# ZFS scrubbing



## Jimmy (Nov 13, 2012)

When the handbook talks about scrubbing it mentions additional disk space required for the checksums, isn't scrubbing just checking the stripes and recalculating the parity to see if the parity is accurate? If not why is the checksum needed, isn't it a little redundant when we have parity? Can someone explain in a little more detail how it works? 

Does each block's inode reference a checksum or is the scrub a completely independent mechanism?

Thank you.


----------



## Jimmy (Nov 13, 2012)

Also wanted to ask is scrubbing automatic? And how do we check if a scrub is being performed?


----------



## usdmatt (Nov 13, 2012)

I'll provide information on what I can, I'm no expert on how raidz actually works.

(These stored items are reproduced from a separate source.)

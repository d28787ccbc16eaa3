pub mod notification_error;
pub mod order;
pub mod order_counter;
pub mod product;
pub mod scheduled_reminder;
pub mod special_code;
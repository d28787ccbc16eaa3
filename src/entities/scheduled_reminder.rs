use async_trait::async_trait;
use chrono::{DateTime, NaiveDate, Utc};
use sea_orm::entity::prelude::*;
use serde::{Deserialize, Serialize};
use uuid::Uuid;

#[derive(Clone, Debug, PartialEq, Eq, DeriveEntityModel, Serialize, Deserialize)]
#[sea_orm(table_name = "scheduled_reminders")]
pub struct Model {
    #[sea_orm(primary_key, auto_increment = false)]
    pub id: Uuid,

    pub order_id: Uuid,
    pub remind_at: DateTime<Utc>,

    pub customer_name: String,
    pub customer_phone: String,
    pub pickup_date: NaiveDate,
    pub pickup_time: String,

    /// `pending` until the sweep dispatches it, then `sent` or `failed`.
    /// Terminal states are never revisited.
    pub status: String,

    pub created_at: DateTime<Utc>,
    pub sent_at: Option<DateTime<Utc>>,
}

#[derive(Copy, Clone, Debug, EnumIter, DeriveRelation)]
pub enum Relation {
    #[sea_orm(
        belongs_to = "super::order::Entity",
        from = "Column::OrderId",
        to = "super::order::Column::Id"
    )]
    Order,
}

impl Related<super::order::Entity> for Entity {
    fn to() -> RelationDef {
        Relation::Order.def()
    }
}

#[async_trait]
impl ActiveModelBehavior for ActiveModel {}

All data written to the zpool is split into records of a certain size (usually 128kB or less). This record is then checksummed and written to disk. The checksum is checked every time that record is read. If you compress data, the compression is done first, then checksummed. If dedupe is enabled, the checksum will be looked up in the DDT (DeDupe Table) to see if that record already exists.

I'm not sure how exactly records are written with raidz but obviously data is not always stripped with parity - many people use mirrored pools or even single disk pools. In a single disk pool data can still be recovered from checksum error if you tell ZFS to store more than one copy of each record.

From what I can find on the net I think that data read from raidz is validated with the checksum. The parity is only read if data needs to be reconstructed although it's not very clear.

Scrub is not automatic. You can start a scrub, and then check progress with the commands below. If a scrub is in progress the status command will tell you and give the progress, speed and estimated time to completion. I believe there are also periodic scripts that can be enabled to do this automatically at a set interval.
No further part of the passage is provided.